A Ludwig Cancer Research study has uncovered a new mechanism by which cancer cells evade destruction by the immune system. The paper, led by Camilla Jandus of the Lausanne Branch of the Ludwig Institute for Cancer Research, describes how immune cells known as group 2 innate lymphoid cells (ILC2s) are recruited by leukemic cells to suppress an essential anticancer immune response. The study, which appears in the current issue of Nature Communications, further suggests that the newly discovered immunosuppressive axis likely holds sway in other types of cancer — and that it might be disrupted by therapies already in use to treat other diseases.
“ILCs are not very abundant in the body but, when activated, they secrete large amounts of immune factors,” says Jandus, an investigator at the Ludwig Lausanne Branch. “In this way, they can dictate whether a response will be pro-inflammatory or anti-inflammatory”–whether it stimulates an immune attack or suppresses it.
These recently discovered cells come in three flavors — ILC1, 2 and 3 — and have been shown to play a role in inflammation and autoimmune diseases. Their role in cancer has, however, remained unclear.
To address that question, Jandus and her colleagues began with the observation that one subtype of the cells, ILC2s, are abnormally abundant and hyperactivated in patients diagnosed with acute promyelocytic leukemia (APL). Because this particular blood cancer can be treated and cured, the researchers could examine ILC2 immunology in patients when they had active APL and compare it to that of patients in remission.
“Our analyses suggest that in patients with this leukemia, ILC2s are at the beginning of a novel immunosuppressive axis, one that is likely to be active in other types of cancer as well,” says Jandus.
ILC2s respond to certain metabolites, in particular one known as prostaglandin D2 (PGD2), and to a protein named B7H6 that is expressed on the surface of other cells. Jandus and her colleagues found that APL cells secrete large quantities of PGD2 and express high levels of B7H6 on their surface. Both of these molecules bind to receptors on ILC2s, activating them and prompting them to secrete an immune factor known as interleukin-13 (IL-13).

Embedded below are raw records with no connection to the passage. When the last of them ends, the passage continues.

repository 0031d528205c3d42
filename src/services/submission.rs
// src/services/submission.rs

use std::collections::HashSet;

use uuid::Uuid;

use crate::{
    error::AppError,
    models::submission::{Answer, AnswerDef, Submission, SubmissionDetail},
    repository::Repository,
    services::grading,
};

/// Opens a submission for (tryout, user). Idempotent: a second call for
/// the same pair returns the existing submission untouched; the storage
/// layer's insert-if-absent keeps this race-free under concurrency.
pub async fn create_submission(
    repo: &dyn Repository,
    tryout_id: Uuid,
    user_id: Uuid,
) -> Result<Submission, AppError> {
    repo.get_tryout(tryout_id)
        .await?
        .ok_or_else(|| AppError::NotFound(format!("Tryout with ID {tryout_id} not found")))?;

    repo.find_user(user_id)
        .await?
        .ok_or_else(|| AppError::NotFound(format!("User with ID {user_id} not found")))?;

    let candidate = Submission {
        id: Uuid::new_v4(),
        tryout_id,
        user_id,
        score: 0,
        submitted_at: None,
        finalized_at: None,
    };

    repo.create_submission_if_absent(&candidate).await
}

/// Grades and records a batch of answers.
///
/// Each answer's question must belong to the submission's tryout.
/// Answers replace any earlier answer to the same question, and the
/// submission score is re-aggregated over the full answer set within
/// the storage transaction, so resubmitting never double-counts and
/// concurrent batches cannot store a stale total. Rejected once the
/// submission is finalized.
pub async fn submit_answers(
    repo: &dyn Repository,
    submission_id: Uuid,
    answers: &[AnswerDef],
) -> Result<SubmissionDetail, AppError> {
    if answers.is_empty() {
        return Err(AppError::BadRequest("No answers submitted".to_string()));
    }

    let submission = repo
        .get_submission(submission_id)
        .await?
        .ok_or_else(|| {
            AppError::NotFound(format!("Submission with ID {submission_id} not found"))
        })?;

    if submission.is_finalized() {
        return Err(AppError::Locked(
            "Submission has already been finalized".to_string(),
        ));
    }

    let mut seen = HashSet::new();
    for a in answers {
        if !seen.insert(a.question_id) {
            return Err(AppError::Conflict(format!(
                "Duplicate answer for question {}",
                a.question_id
            )));
        }
    }

    let tryout = repo
        .get_tryout(submission.tryout_id)
        .await?
        .ok_or_else(|| {
            AppError::InternalServerError("Submission references a missing tryout".to_string())
        })?;

    let mut graded_answers = Vec::with_capacity(answers.len());
    for def in answers {
        let question = tryout
            .questions
            .iter()
            .find(|q| q.question.id == def.question_id)
            .ok_or_else(|| {
                AppError::NotFound(format!(
                    "Question with ID {} not found in this tryout",
                    def.question_id
                ))
            })?;

        let graded = grading::grade(question, def)?;

        graded_answers.push(Answer {
            id: Uuid::new_v4(),
            submission_id,
            question_id: def.question_id,
            choice_id: def.choice_id,
            short_answer: def.short_answer.clone(),
            is_correct: graded.is_correct,
        });
    }

    // The storage layer re-aggregates the score over the final answer
    // set inside the same transaction that writes it, and re-checks the
    // finalized flag there; the check above is only a fast path.
    repo.replace_answers(submission_id, &graded_answers, chrono::Utc::now())
        .await?;

    submission_detail(repo, submission_id).await
}

/// Marks a submission terminal. Idempotent: finalizing twice returns
/// the submission unchanged. Once finalized, answer intake is rejected.
pub async fn finalize_submission(
    repo: &dyn Repository,
    submission_id: Uuid,
) -> Result<Submission, AppError> {
    let submission = repo
        .get_submission(submission_id)
        .await?
        .ok_or_else(|| {
            AppError::NotFound(format!("Submission with ID {submission_id} not found"))
        })?;

    if submission.is_finalized() {
        return Ok(submission);
    }

    repo.finalize_submission(submission_id, chrono::Utc::now())
        .await?;

    repo.get_submission(submission_id).await?.ok_or_else(|| {
        AppError::InternalServerError("Submission vanished after finalize".to_string())
    })
}

/// Loads a submission with its answers and derived lifecycle status.
pub async fn submission_detail(
    repo: &dyn Repository,
    submission_id: Uuid,
) -> Result<SubmissionDetail, AppError> {
    let submission = repo
        .get_submission(submission_id)
        .await?
        .ok_or_else(|| {
            AppError::NotFound(format!("Submission with ID {submission_id} not found"))
        })?;

    let answers = repo.list_answers(submission_id).await?;
    let status = submission.status(answers.len());

    Ok(SubmissionDetail {
        submission,
        status,
        answers,
    })
}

The IL-13 secreted by the ILC2s, in turn, switches on and expands the population of monocytic myeloid-derived immune cells (M-MDSCs), which are potent suppressors of immune responses. The activation of M-MDSCs dramatically inhibits the immune system’s killer T cells, which would otherwise attack the leukemic cells.
The researchers tested these findings in a mouse model of APL, and established that mice with APL, like patients, displayed abnormal activation of ILC2s and M-MDSCs.

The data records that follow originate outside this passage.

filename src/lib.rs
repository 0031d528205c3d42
// src/lib.rs

pub mod config;
pub mod error;
pub mod handlers;
pub mod models;
pub mod repository;
pub mod routes;
pub mod services;
pub mod state;
pub mod utils;

// Re-export specific items for convenience if needed
pub use routes::create_router;
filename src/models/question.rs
// src/models/question.rs

use serde::{Deserialize, Serialize};
use uuid::Uuid;
use validator::Validate;

/// Question type. Closed set with exhaustive matching in the validator
/// and the grading engine.
#[derive(Debug, Clone, Copy, PartialEq, Eq, Serialize, Deserialize)]
pub enum QuestionType {
    MultipleChoice,
    TrueFalse,
    ShortAnswer,
}

impl QuestionType {
    pub fn as_str(&self) -> &'static str {
        match self {
            QuestionType::MultipleChoice => "MultipleChoice",
            QuestionType::TrueFalse => "TrueFalse",
            QuestionType::ShortAnswer => "ShortAnswer",
        }
    }

    /// Whether answers to this question reference a choice row.
    pub fn is_choice_based(&self) -> bool {
        matches!(self, QuestionType::MultipleChoice | QuestionType::TrueFalse)
    }
}

impl std::str::FromStr for QuestionType {
    type Err = ();

    fn from_str(s: &str) -> Result<Self, Self::Err> {
        match s {
            "MultipleChoice" => Ok(QuestionType::MultipleChoice),
            "TrueFalse" => Ok(QuestionType::TrueFalse),
            "ShortAnswer" => Ok(QuestionType::ShortAnswer),
            _ => Err(()),
        }
    }
}

/// Represents the 'questions' table in the database.
#[derive(Debug, Clone, Serialize, Deserialize)]
pub struct Question {
    pub id: Uuid,
    pub tryout_id: Uuid,

    pub text: String,

    /// Points awarded for a correct answer. Always positive.
    pub score: i32,

    #[serde(rename = "type")]
    pub question_type: QuestionType,

    /// Expected answer for ShortAnswer questions, None for the others.
    pub correct_short_answer: Option<String>,
}

/// Represents the 'choices' table in the database.
#[derive(Debug, Clone, Serialize, Deserialize)]
pub struct Choice {
    pub id: Uuid,
    pub question_id: Uuid,
    pub text: String,
    pub is_answer: bool,
}

/// Question plus its choices (empty for ShortAnswer).
#[derive(Debug, Clone, Serialize)]
pub struct QuestionDetail {
    #[serde(flatten)]
    pub question: Question,
    pub choices: Vec<Choice>,
}

impl QuestionDetail {
    pub fn find_choice(&self, id: Uuid) -> Option<&Choice> {
        self.choices.iter().find(|c| c.id == id)
    }
}

/// DTO for a choice within a question definition.
#[derive(Debug, Clone, Deserialize)]
pub struct ChoiceDef {
    pub text: String,
    pub is_answer: bool,
}

/// DTO for defining a question, either nested in a tryout creation
/// request or standalone via the question endpoints.
#[derive(Debug, Clone, Deserialize, Validate)]
pub struct QuestionDef {
    #[validate(length(max = 2000, message = "Question text must be at most 2000 characters"))]
    pub text: String,

    pub score: i32,

    #[serde(rename = "type")]
    pub question_type: QuestionType,

    #[serde(default)]
    pub choices: Vec<ChoiceDef>,

    /// Correct answer, required for ShortAnswer questions.
    pub short_answer: Option<String>,
}

/// DTO for creating a standalone question against an existing tryout.
#[derive(Debug, Deserialize, Validate)]
pub struct CreateQuestionRequest {
    pub tryout_id: Uuid,

    #[serde(flatten)]
    #[validate(nested)]
    pub question: QuestionDef,
}

/// A choice in an update payload. Choices carrying an id update the
/// existing row; choices without an id are inserted; existing choices
/// absent from the list are deleted.
#[derive(Debug, Clone, Deserialize)]
pub struct ChoiceUpsert {
    pub id: Option<Uuid>,
    pub text: String,
    pub is_answer: bool,
}

/// DTO for updating a question. Only supplied fields are touched; the
/// validator runs against the post-update effective state.
#[derive(Debug, Deserialize, Validate)]
pub struct UpdateQuestionRequest {
    #[validate(length(max = 2000))]
    pub text: Option<String>,

    pub score: Option<i32>,

    #[serde(rename = "type")]
    pub question_type: Option<QuestionType>,

    pub choices: Option<Vec<ChoiceUpsert>>,

    pub short_answer: Option<String>,
}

Most significantly, depleting ILC2s in the mice or blocking the activity of IL-13, PGD2 or the B7H6 receptor restored anti-cancer immunity and extended the survival of the leukemic mice.
“We also found that this immunosuppressive axis may be operating in other types of cancer, in particular prostate cancer,” says Jandus.
She and her colleagues show that PGD2 secretion is elevated in prostate cancer cell lines. ILC2 levels are abnormally high in patients with the cancer, and increase with advancing disease, accompanied by increased levels of MDSCs. This suggests the immunosuppressive axis controlled by ILC2s might be targetable in other less curable cancers.
Notably, antibodies against IL-13 and inhibitors of PGD2 are already in clinical use for other diseases, while antibodies that interfere with B7H6 binding to its receptor are in clinical development. If the immunosuppressive axis discovered in this study is found to be in play in less curable cancers, its disruption could be readily evaluated in clinical trials as an adjunct to immunotherapies.
Jandus and her colleagues are now pressing ahead with their examination of ILCs in cancer. “We believe that some ILCs, like ILC2s, might suppress immune responses, while others might stimulate them,” says Jandus. “That’s what we are investigating in other types of tumors now.”